· 6 min read ·

What a Mature Codebase Reveals When an Agent Writes the Feature

Source: martinfowler

Erik Doernenburg published his assessment of what happens to internal code quality when you let a coding agent implement a feature in January 2026, using his own project as the test subject. CCMenu is a Mac application he maintains that displays CI/CD build status in the menu bar, reading from the cctray.xml format that originated with CruiseControl and is now supported by most CI systems. It is a relatively small but genuinely mature codebase, one with real history, real conventions, and real architectural decisions behind it. That makes it a much better test environment than a greenfield project or a toy app.

The central question Doernenburg was investigating is one that gets less attention than it deserves: not whether the coding agent could produce working code, but what that code looks like from the inside.

External versus Internal Quality

The distinction between external and internal code quality is one of those things that sounds obvious once stated but gets collapsed constantly in practice. External quality is what users experience: does the feature work, is it correct, does it handle edge cases. Internal quality is what developers experience: is the code readable, does it follow the conventions of the surrounding codebase, is it well-structured, is it testable, does it respect existing abstractions.

AI coding agents are, at this point, reasonably good at external quality. They can implement a feature that passes tests and handles the specified cases. The concern Doernenburg investigated is whether they are comparably good at internal quality, specifically in the context of a codebase they are navigating rather than one they generated from scratch.

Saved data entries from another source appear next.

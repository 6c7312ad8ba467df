use std::io;
use std::sync::Arc;

use mongodb::bson::oid::ObjectId;
use ntex::http::header::CONTENT_LENGTH;
use ntex::http::StatusCode;
use ntex::util::{stream_recv, BytesMut};
use ntex::web;
use ntex::web::{HttpRequest, HttpResponse};
use serde::de::DeserializeOwned;
use serde::Serialize;
use serde_json::json;
use spdlog::{debug, info};

use crate::config::{Config, StorageBackend};
use crate::envelope::Envelope;
use crate::error::{catch_error, ApiError};
use crate::media::cloudinary::Cloudinary;
use crate::media::MediaHost;
use crate::post::{NewPost, PostChanges};
use crate::post_controller::{messages, PostController};
use crate::query_string::ListQuery;
use crate::storage::memory::MemoryPostStore;
use crate::storage::mongo::MongoPostStore;
use crate::storage::PostStore;

const DEFAULT_DATABASE: &str = "postdeck";

pub struct AppState {
    pub posts: PostController,
    /// Header the authentication layer fills with the caller's user id
    pub user_header: String,
    pub max_body_bytes: usize,
}

type AppData = web::types::State<Arc<AppState>>;

fn current_user(req: &HttpRequest, header: &str) -> Option<ObjectId> {
    let value = req.headers().get(header)?.to_str().ok()?;
    ObjectId::parse_str(value.trim()).ok()
}

/// Collects the request body, refusing anything over `limit` bytes.
async fn read_body(req: &HttpRequest, mut payload: web::types::Payload, limit: usize) -> Result<BytesMut, ApiError> {
    let declared = req.headers().get(CONTENT_LENGTH)
        .and_then(|value| value.to_str().ok())
        .and_then(|value| value.parse::<usize>().ok());
    if declared.is_some_and(|len| len > limit) {
        return Err(ApiError::TooLarge(limit));
    }

    let mut body = BytesMut::new();
    while let Some(chunk) = stream_recv(&mut payload).await {
        let chunk = chunk.map_err(|e| ApiError::BadBody(e.to_string()))?;
        if body.len() + chunk.len() > limit {
            return Err(ApiError::TooLarge(limit));
        }
        body.extend_from_slice(&chunk);
    }
    Ok(body)
}

async fn parse_body<T: DeserializeOwned>(req: &HttpRequest, payload: web::types::Payload, limit: usize) -> Result<T, ApiError> {
    let body = read_body(req, payload, limit).await?;
    serde_json::from_slice(&body).map_err(|e| ApiError::BadBody(e.to_string()))
}

fn reply<T: Serialize>(status: StatusCode, message: &str, data: Option<T>) -> HttpResponse {
    HttpResponse::build(status).json(&Envelope::ok(message, data))
}

fn failure(operation: &str, err: ApiError) -> HttpResponse {
    catch_error(operation, &err);
    HttpResponse::build(err.status_code())
        .json(&Envelope::<()>::failure(err.reply_message()))
}

#[web::get("/healthz")]
async fn healthz() -> HttpResponse {
    HttpResponse::Ok().json(&json!({ "status": "ok" }))
}

#[web::post("/posts")]
async fn create_post(req: HttpRequest, payload: web::types::Payload, state: AppData) -> HttpResponse {
    let user = current_user(&req, &state.user_header);
    let new_post = match parse_body::<NewPost>(&req, payload, state.max_body_bytes).await {
        Ok(new_post) => new_post,
        Err(e) => return failure("Create post", e),
    };

    match state.posts.create(user, new_post).await {
        Ok(post) => reply(StatusCode::CREATED, messages::POST_CREATED, Some(post)),
        Err(e) => failure("Create post", e),
    }
}

#[web::get("/posts")]
async fn list_posts(req: HttpRequest, state: AppData) -> HttpResponse {
    let query = ListQuery::from(req.uri().query().unwrap_or(""));

    match state.posts.list(&query).await {
        Ok(posts) => {
            debug!("Listing {} posts", posts.len());
            reply(StatusCode::OK, messages::POSTS_GET, Some(posts))
        }
        Err(e) => failure("List posts", e),
    }
}

#[web::get("/posts/{id}")]
async fn get_post(id: web::types::Path<String>, state: AppData) -> HttpResponse {
    match state.posts.get(&id).await {
        Ok(post) => {
            debug!("Fetched post {}", post.id);
            reply(StatusCode::OK, messages::POST_GET, Some(post))
        }
        Err(e) => failure("Get post", e),
    }
}

#[web::delete("/posts/{id}")]
async fn delete_post(req: HttpRequest, id: web::types::Path<String>, state: AppData) -> HttpResponse {
    let user = current_user(&req, &state.user_header);

    match state.posts.delete(&id, user).await {
        Ok(()) => reply::<()>(StatusCode::OK, messages::POST_DELETE, None),
        Err(e) => failure("Delete post", e),
    }
}

async fn update_post(req: HttpRequest, id: String, payload: web::types::Payload, state: AppData) -> HttpResponse {
    let user = current_user(&req, &state.user_header);
    let changes = match parse_body::<PostChanges>(&req, payload, state.max_body_bytes).await {
        Ok(changes) => changes,
        Err(e) => return failure("Update post", e),
    };

    match state.posts.update(&id, user, changes).await {
        Ok(post) => reply(StatusCode::OK, messages::POST_UPDATE, Some(post)),
        Err(e) => failure("Update post", e),
    }
}

#[web::put("/posts/{id}")]
async fn put_post(req: HttpRequest, id: web::types::Path<String>, payload: web::types::Payload, state: AppData) -> HttpResponse {
    update_post(req, id.into_inner(), payload, state).await
}

#[web::patch("/posts/{id}")]
async fn patch_post(req: HttpRequest, id: web::types::Path<String>, payload: web::types::Payload, state: AppData) -> HttpResponse {
    update_post(req, id.into_inner(), payload, state).await
}

pub fn routes(cfg: &mut web::ServiceConfig) {
    cfg.service(healthz)
        .service(create_post)
        .service(list_posts)
        .service(get_post)
        .service(delete_post)
        .service(put_post)
        .service(patch_post);
}

async fn open_store(config: &Config) -> io::Result<Arc<dyn PostStore>> {
    let store: Arc<dyn PostStore> = match config.storage.backend {
        StorageBackend::Memory => {
            info!("Using the in-memory post store. Posts are lost on restart");
            Arc::new(MemoryPostStore::new())
        }
        StorageBackend::Mongo => {
            let uri = config.storage.uri.as_deref()
                .ok_or_else(|| io::Error::new(io::ErrorKind::InvalidInput, "storage.uri is missing"))?;
            let database = config.storage.database.as_deref().unwrap_or(DEFAULT_DATABASE);
            let store = MongoPostStore::connect(uri, database).await
                .map_err(io::Error::other)?;
            Arc::new(store)
        }
    };
    Ok(store)
}

pub async fn server_run(config: Config) -> io::Result<()> {
    let store = open_store(&config).await?;
    let media: Arc<dyn MediaHost> = Arc::new(Cloudinary::from_config(&config.media).map_err(io::Error::other)?);

    let posts = PostController::new(store, media)
        .with_page_size(config.posts.page_size)
        .with_ownership(config.posts.enforce_ownership);

    let app_state = Arc::new(AppState {
        posts,
        user_header: config.auth.user_header.clone(),
        max_body_bytes: config.server.max_body_bytes,
    });

    let bind_addr = config.server.address.clone();
    let bind_port = config.server.port;

    web::HttpServer::new(move || {
        web::App::new()
            .state(app_state.clone())
            .configure(routes)
    })
        .bind((bind_addr, bind_port))?
        .run()
        .await
}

This matters because internal quality is what makes a codebase maintainable over time. A feature that works but is coupled to the wrong abstractions, ignores existing conventions, or bypasses the patterns the rest of the codebase uses does not just create localized debt. It creates divergence. Each subsequent change now has two paths to consider: the path that follows the original conventions and the path that follows whatever the agent introduced. That compounds.

What Quality Looks Like in a Swift Codebase

CCMenu is written in Swift with SwiftUI, which gives you a specific set of internal quality concerns. Swift has its own idioms around value types versus reference types, protocol-oriented design, and the use of property wrappers and the @Observable macro in modern code. A codebase that uses these consistently has a certain shape. Code that ignores them does not look obviously broken, but it looks foreign.

Some of the internal quality markers worth watching in a Swift project:

  • Protocol conformance patterns: does new code define its own abstractions or use existing protocols?
  • Optionality handling: is optional chaining and guard let used consistently, or does new code introduce force unwraps where the codebase convention avoids them?
  • Test structure: does new code come with tests that follow the existing XCTest conventions, or are tests missing or structured differently?
  • Type design: does new code introduce new types where existing types should serve, or add properties to existing types where a separate concern would be cleaner?
  • Error propagation: does new code use throws and Result consistently with the surrounding code?

These are not issues that break anything immediately. They are issues that accumulate. A codebase where some code uses one pattern and other code uses another is harder to reason about than one that is internally consistent, even if neither pattern is inherently better.

The Pattern Agents Tend Toward

Coding agents navigate a codebase through retrieval. They read relevant files, identify patterns, and generate code that fits within what they saw. The quality of that fit depends heavily on what the agent saw and how it weighted it. In a well-structured codebase with clear conventions, a capable agent will often produce code that looks like it belongs. In a codebase with mixed patterns, the agent may pick up the wrong one. And there is a more subtle failure mode: the agent may produce code that is locally coherent but globally misfit, following patterns from the files it read without accounting for the broader architectural intent those patterns were serving.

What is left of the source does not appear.